Snow and her co-stars truly became on-set family.
“I think, in a way, we really had to understand that we were becoming our characters. We were going to have to become sisters. Just like in the show, we don’t really know each other, we’re pretty much strangers, and we’re having to work together every day. It kind of was a meta situation. We became these women that had to be together. It’s been interesting trying to navigate how we get to play off of each other and the relationships that we have, but it’s also been really fun.”
She originally auditioned for another role before booking Julia.
“This was actually a project that I saw from afar for a long time coming. One of my best friends, Jenn Robinson, who directed ‘Someone Great,’ she had been tracking the show because she was in consideration for directing the pilot, and she called and said, ‘There’s this Australian show called “Sisters” and they’re making it into an American version and it’s going to be on Fox. You should just keep your eye on it.’ And so, I had been looking for it, basically. I got the audition [for the Roxy character] when I was shooting a movie in Dallas, and they said that they only wanted to see me for Roxy. I wrote back, ‘I really want to play Julia. I’m much more of a Julia than a Roxy.’ They said, ‘No, we want to see you for Roxy.’ So, I memorized the Roxy sides and the Julia sides—and my lovely fiancé memorized the lines with me till 4 o’clock in the morning—put myself on tape at 8 o’clock for both parts, and sent it off. My agents and managers never sent my Roxy audition because they thought the Julia one was great, but I didn’t know that. I wanted this show really bad, so I tried my best at both.”
Not all professional actors are experts at script memorization.
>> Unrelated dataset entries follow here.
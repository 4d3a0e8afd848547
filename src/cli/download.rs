use super::ui::{self, StyleType};
use crate::core::config::DownloadConfig;
use crate::core::price::DailyPriceProvider;
use crate::core::symbol::{normalize_ticker, parse_ticker_list};
use crate::export::{rounded_rows, write_price_csv};
use anyhow::{Result, bail};
use chrono::NaiveDate;
use std::io::{BufRead, Write};
use std::path::PathBuf;
use tracing::{debug, info};

const PREVIEW_ROWS: usize = 5;

#[derive(Debug, Clone, Default)]
pub struct DownloadOptions {
    /// Symbols as typed by the user, before normalization. Prompted for when empty.
    pub tickers: Vec<String>,
    pub start: Option<NaiveDate>,
    pub output: Option<PathBuf>,
}

/// Asks for space separated ticker symbols on `reader`.
pub fn prompt_tickers<R: BufRead, W: Write>(reader: &mut R, writer: &mut W) -> Result<Vec<String>> {
    writeln!(writer, "Enter one or more ticker symbols separated by spaces")?;
    writeln!(writer, "  e.g. 0050 2330 0056")?;
    write!(writer, "> ")?;
    writer.flush()?;

    let mut line = String::new();
    reader.read_line(&mut line)?;
    Ok(parse_ticker_list(&line))
}

/// `<input>_history.csv` for one ticker, `stocks_compare.csv` for several.
pub fn default_csv_name(inputs: &[String]) -> PathBuf {
    match inputs {
        [single] => PathBuf::from(format!("{}_history.csv", single.trim())),
        _ => PathBuf::from("stocks_compare.csv"),
    }
}

/// Normalizes `inputs` and drops repeats.
///
/// Returns the tickers plus the raw input that produced each one.
fn dedupe_tickers(inputs: Vec<String>, config: &DownloadConfig) -> (Vec<String>, Vec<String>) {
    let mut tickers: Vec<String> = Vec::with_capacity(inputs.len());
    let mut unique_inputs = Vec::with_capacity(inputs.len());
    for raw in inputs {
        let ticker = normalize_ticker(&raw, &config.default_suffix, &config.known_suffixes);
        if !tickers.contains(&ticker) {
            tickers.push(ticker);
            unique_inputs.push(raw);
        }
    }
    (tickers, unique_inputs)
}

/// Downloads adjusted closes for the requested tickers into a CSV file.
pub async fn run<R: BufRead, W: Write>(
    provider: &dyn DailyPriceProvider,
    config: &DownloadConfig,
    options: DownloadOptions,
    input: &mut R,
    out: &mut W,
) -> Result<()> {
    let inputs = if options.tickers.is_empty() {
        prompt_tickers(input, out)?
    } else {
        options.tickers
    };
    if inputs.is_empty() {
        bail!("No ticker symbols given");
    }

    let (tickers, unique_inputs) = dedupe_tickers(inputs, config);
    let start = options.start.unwrap_or(config.start_date);
    let output = options
        .output
        .unwrap_or_else(|| default_csv_name(&unique_inputs));
    info!(?tickers, %start, "Downloading daily closes");

    let pb = ui::new_spinner(&format!("Downloading {}", tickers.join(", ")));
    let table = provider.fetch_daily_prices(&tickers, start, true).await;
    pb.finish_and_clear();
    let table = table?;

    if table.is_empty() {
        writeln!(
            out,
            "{}",
            ui::style_text(
                &format!("No data found for {}", tickers.join(", ")),
                StyleType::Error
            )
        )?;
        return Ok(());
    }

    let rows = write_price_csv(&table, &tickers, &output)?;
    debug!(rows, "CSV written");

    writeln!(
        out,
        "{}",
        ui::style_text(&format!("Downloaded {rows} trading days"), StyleType::Success)
    )?;
    writeln!(
        out,
        "{}",
        ui::style_text(
            "Prices are split and dividend adjusted, rounded to 2 decimals",
            StyleType::Subtle
        )
    )?;
    writeln!(out, "Saved to {}", output.display())?;

    let all_rows = rounded_rows(&table, &tickers);
    let mut preview = ui::new_styled_table();
    let mut header = vec![ui::header_cell("Date")];
    header.extend(tickers.iter().map(|t| ui::header_cell(t)));
    preview.set_header(header);
    for (date, prices) in &all_rows[all_rows.len().saturating_sub(PREVIEW_ROWS)..] {
        let mut row = vec![comfy_table::Cell::new(date.format("%Y-%m-%d"))];
        row.extend(prices.iter().map(|p| ui::price_cell(*p)));
        preview.add_row(row);
    }
    writeln!(out, "\n{}", ui::style_text("Last trading days", StyleType::Title))?;
    writeln!(out, "{preview}")?;

    Ok(())
}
“I am a terrible memorizer, so this is an interesting question because Anna Camp, other friends that I have, they can look at something, they have a photographic memory, and I am not that person. I have to walk around my room. I have to drink or eat something—something with the left and the right brain; I have to be doing something while I memorize. So usually, my fiancé sits there and we just run it and I just walk around the room, but it takes me a while. With this show specifically, there’s not much time to memorize. It’s also just knowing and being comfortable with the character and realizing that it’s OK to mess up. The more that I know it’s OK to mess up, the better I can memorize. But if I know I can’t mess up at all, then my brain freaks out. It’s being comfortable enough to know I can mess up, and then I know.”
The best way to accept rejection is to learn from it.
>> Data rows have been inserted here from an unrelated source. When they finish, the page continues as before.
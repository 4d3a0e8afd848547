/// Upper-cases `input` and appends `default_suffix` unless it already ends
/// with one of `known_suffixes` (compared case-insensitively).
pub fn normalize_ticker(input: &str, default_suffix: &str, known_suffixes: &[String]) -> String {
    let ticker = input.trim().to_uppercase();
    let has_suffix = known_suffixes
        .iter()
        .any(|suffix| ticker.ends_with(&suffix.to_uppercase()));
    if has_suffix {
        ticker
    } else {
        format!("{ticker}{}", default_suffix.to_uppercase())
    }
}

/// Splits whitespace separated user input into tickers.
pub fn parse_ticker_list(input: &str) -> Vec<String> {
    input.split_whitespace().map(str::to_string).collect()
}

#[cfg(test)]
mod tests {
    use super::*;

    fn suffixes() -> Vec<String> {
        vec![".TW".to_string(), ".TWO".to_string()]
    }

    #[test]
    fn test_appends_default_suffix() {
        assert_eq!(normalize_ticker("2330", ".TW", &suffixes()), "2330.TW");
        assert_eq!(normalize_ticker(" 0050 ", ".TW", &suffixes()), "0050.TW");
    }

    #[test]
    fn test_keeps_known_suffix() {
        assert_eq!(normalize_ticker("6488.two", ".TW", &suffixes()), "6488.TWO");
        assert_eq!(normalize_ticker("00631l.tw", ".TW", &suffixes()), "00631L.TW");
    }

    #[test]
    fn test_parse_ticker_list() {
        assert_eq!(
            parse_ticker_list("  0050 2330\t0056 \n"),
            vec!["0050", "2330", "0056"]
        );
        assert!(parse_ticker_list("   ").is_empty());
    }
}
use crate::core::config::AppConfig;
use anyhow::{Context, Result};
use std::path::Path;

// Include the example config as a string literal in the binary
const EXAMPLE_CONFIG: &str = include_str!("../../docs/example_config.yaml");

/// Creates a default configuration file with example content at the default location
pub fn setup() -> Result<()> {
    let path = AppConfig::default_config_path()?;
    setup_at_path(path)
}

/// Creates a default configuration file with example content at the specified path
pub fn setup_at_path<P: AsRef<Path>>(path: P) -> Result<()> {
    let path = path.as_ref();

    if path.exists() {
        anyhow::bail!("Configuration file already exists at {}", path.display());
    }

    if let Some(parent) = path.parent() {
        std::fs::create_dir_all(parent)
            .with_context(|| format!("Failed to create directory: {}", parent.display()))?;
    }

    std::fs::write(path, EXAMPLE_CONFIG)
        .with_context(|| format!("Failed to write config file to {}", path.display()))?;

    tracing::info!("Created default configuration at {}", path.display());
    println!("Created default configuration at {}", path.display());
    Ok(())
}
“I have to audition all the time, and I would love to tell everyone that I’m so used to rejection now…. But I still am a very sensitive human. I’m extremely sensitive and extremely shy and I wear my heart on my sleeve. It always feels like a little bit of a [personal] rejection, but the tools that I have now and how I deal with it are much different than how I used to deal with them…. I do truly believe that it was either a learning process, not meant to be, or something was getting me ready for something else.” I can look back at so many TV shows that I should’ve gotten in the past years where it was down between me and somebody else and the other person got it, and then they met their husband on that show. They have a baby with that person. They live in Wales now. Things that are so crazy where I’m like, ‘I was not supposed to live in Wales with a baby!’ Things that I now have perspective on, and that makes it easier for the next rejection because I’ve been on the other side of it, too, where I’ve directed and produced, and people can give the best audition ever and they’re so good, but it’s just not the right vibe, tone, look. There’s a whole bunch of things at play, and usually it has much more to do with everything else in the world and not just you.”
Up next: Snow wants to continue getting behind the camera.
“I just directed and wrote and produced my first short film that I did last year. It’s premiering now to a bunch of film festivals that I’m very grateful for, and I would love to write and direct and produce more. I produced a movie that I did while I was doing the audition for this. I produced a movie called ‘Bailey & Darla’ that’s coming out next year that I’m really proud of. I want to do more of that kind of creating my own sort of voice and world, and work with a lot of my friends.”